Portal hypertension due to either prehepatic portal hypertension or cirrhosis is associated with cardiovascular derangement. We aimed to delineate regulatory mechanisms in the brain stem cardiovascular nuclei in rat models of prehepatic portal hypertension and cirrhosis. Neuronal activation in the nucleus of the solitary tract (NTS) and ventrolateral medulla (VLM) were assessed by immunohistochemical staining for the immediate-early gene product Fos. In the same sections, catecholaminergic neurons were counted by tyrosine hydroxylase (TH) staining. Ninety minutes after hypotensive hemorrhage (or no volume challenge), the animals were killed for Fos and TH medullary staining. These protocols were repeated after capsaicin administration.
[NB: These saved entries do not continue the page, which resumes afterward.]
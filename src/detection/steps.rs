use image::{DynamicImage, Rgb};
use imageproc::drawing::draw_line_segment_mut;
use std::sync::Arc;
use tracing::{debug, info};

use crate::detection::{contours, corners, preprocessing, present, rectify};
use crate::error::Result;
use crate::models::Quad;
use crate::pipeline::{MetadataValue, PipelineContext, PipelineData, PipelineStep};

/// Scale the input; the scaled image also becomes the rectification source
pub struct ResizeStep {
    pub factor: f32,
}

impl PipelineStep for ResizeStep {
    fn process(&self, data: PipelineData, _context: &PipelineContext) -> Result<PipelineData> {
        preprocessing::ensure_non_empty(&data.image)?;
        let resized = preprocessing::resize(&data.image, self.factor)?;
        debug!(
            width = resized.width(),
            height = resized.height(),
            factor = self.factor,
            "Input resized"
        );
        Ok(PipelineData {
            original: Arc::new(resized.clone()),
            ..data.with_image(resized)
        })
    }

    fn name(&self) -> &str {
        "Resize"
    }
}

/// Convert image to grayscale
pub struct GrayscaleStep;

impl PipelineStep for GrayscaleStep {
    fn process(&self, data: PipelineData, _context: &PipelineContext) -> Result<PipelineData> {
        preprocessing::ensure_non_empty(&data.image)?;
        let gray = preprocessing::to_grayscale(&data.image);
        Ok(data.with_image(DynamicImage::ImageLuma8(gray)))
    }

    fn name(&self) -> &str {
        "Grayscale Conversion"
    }
}

/// Apply Gaussian blur
pub struct BlurStep {
    pub kernel_size: u32,
    pub sigma: f32,
}

impl PipelineStep for BlurStep {
    fn process(&self, data: PipelineData, _context: &PipelineContext) -> Result<PipelineData> {
        let gray = data.image.to_luma8();
        let blurred = preprocessing::apply_blur(&gray, self.kernel_size, self.sigma);
        Ok(data.with_image(DynamicImage::ImageLuma8(blurred)))
    }

    fn name(&self) -> &str {
        "Gaussian Blur"
    }
}

/// Detect edges using Canny
pub struct EdgeDetectionStep {
    pub low_threshold: f32,
    pub high_threshold: f32,
}

impl PipelineStep for EdgeDetectionStep {
    fn process(&self, data: PipelineData, _context: &PipelineContext) -> Result<PipelineData> {
        let gray = data.image.to_luma8();
        let edges = preprocessing::detect_edges(&gray, self.low_threshold, self.high_threshold);
        Ok(data.with_image(DynamicImage::ImageLuma8(edges)))
    }

    fn name(&self) -> &str {
        "Edge Detection"
    }
}

/// Close small gaps in the edge map
pub struct DilateStep {
    pub kernel_size: u32,
}

impl PipelineStep for DilateStep {
    fn process(&self, data: PipelineData, _context: &PipelineContext) -> Result<PipelineData> {
        let edges = data.image.to_luma8();
        let dilated = preprocessing::dilate_edges(&edges, self.kernel_size);
        Ok(data.with_image(DynamicImage::ImageLuma8(dilated)))
    }

    fn name(&self) -> &str {
        "Dilation"
    }
}

/// Pick the largest simplified external contour as the document outline.
///
/// The step's image is the source with the outline drawn on it, so debug
/// output shows what was detected.
pub struct DocumentContourStep {
    pub epsilon_factor: f64,
}

impl PipelineStep for DocumentContourStep {
    fn process(&self, data: PipelineData, context: &PipelineContext) -> Result<PipelineData> {
        let edges = data.image.to_luma8();
        let candidates = contours::document_candidates(&edges, self.epsilon_factor);
        let candidate_count = candidates.len();

        let polygon = contours::largest_polygon(candidates)?;
        let area = polygon.area();
        let vertex_count = polygon.points.len();

        if context.verbose {
            info!(candidate_count, area, vertex_count, "Selected document contour");
        }

        let quad = Quad::try_from(&polygon)?;

        let mut outlined = data.original.to_rgb8();
        let pts = quad.as_f32();
        for i in 0..pts.len() {
            let next = pts[(i + 1) % pts.len()];
            draw_line_segment_mut(&mut outlined, pts[i], next, Rgb([0u8, 255, 0]));
        }

        let mut result = data
            .with_image(DynamicImage::ImageRgb8(outlined))
            .with_metadata("contour_count", MetadataValue::Int(candidate_count as i64))
            .with_metadata("polygon_area", MetadataValue::Float(area))
            .with_metadata("vertex_count", MetadataValue::Int(vertex_count as i64));
        result.corners = Some(quad);
        Ok(result)
    }

    fn name(&self) -> &str {
        "Contour Detection"
    }
}

/// Sort the detected corners into canonical order
pub struct CornerReorderStep;

impl PipelineStep for CornerReorderStep {
    fn process(&self, data: PipelineData, _context: &PipelineContext) -> Result<PipelineData> {
        let quad = data.require_corners()?;
        let ordered = corners::reorder(&quad);
        debug!(corners = ?ordered.points(), "Corners reordered");
        Ok(PipelineData {
            corners: Some(ordered),
            ..data
        })
    }

    fn name(&self) -> &str {
        "Corner Reorder"
    }
}

/// Warp the document region of the source into a top-down view
pub struct RectifyStep;

impl PipelineStep for RectifyStep {
    fn process(&self, data: PipelineData, context: &PipelineContext) -> Result<PipelineData> {
        let quad = data.require_corners()?;
        let warped = rectify::rectify(&data.original, &quad)?;
        let (width, height) = warped.dimensions();

        if context.verbose {
            info!(width, height, "Document rectified");
        }

        Ok(data
            .with_image(DynamicImage::ImageRgb8(warped))
            .with_metadata("rectified_width", MetadataValue::Int(width as i64))
            .with_metadata("rectified_height", MetadataValue::Int(height as i64)))
    }

    fn name(&self) -> &str {
        "Perspective Warp"
    }
}

/// Apply the fixed orientation correction before presentation
pub struct OrientStep;

impl PipelineStep for OrientStep {
    fn process(&self, data: PipelineData, _context: &PipelineContext) -> Result<PipelineData> {
        let oriented = present::orient(&data.image);
        Ok(data.with_image(oriented))
    }

    fn name(&self) -> &str {
        "Orientation"
    }
}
The NTS of unchallenged sham-operated rats had scant Fos-positive cells (3.6 +/- 0.4 cells/section), whereas hemorrhage significantly increased Fos staining (91.8 +/- 14). In contrast, the unchallenged portal hypertensive and cirrhotic groups showed increased Fos staining (14.3 +/- 5.8 and 32.8 +/- 2.8, respectively), which hemorrhage did not alter significantly. The numbers of TH-positive cells were similar in the three unchallenged groups; double labeling revealed that approximately 50% of TH-positive cells were activated by hemorrhage in the sham and cirrhotic rats but not the portal hypertensive rats. Similar patterns of Fos and TH staining were observed in the VLM. Capsaicin treatment not only significantly reduced the Fos-positive neuron numbers in portal hypertensive and cirrhotic rats but also attenuated hemorrhage-induced Fos and double-positive cells in both NTS and VLM. These results suggest that disordered trafficking in capsaicin-sensitive nerves and central dysregulation contribute to blunted cardiovascular responsiveness in cirrhosis and prehepatic portal hypertension.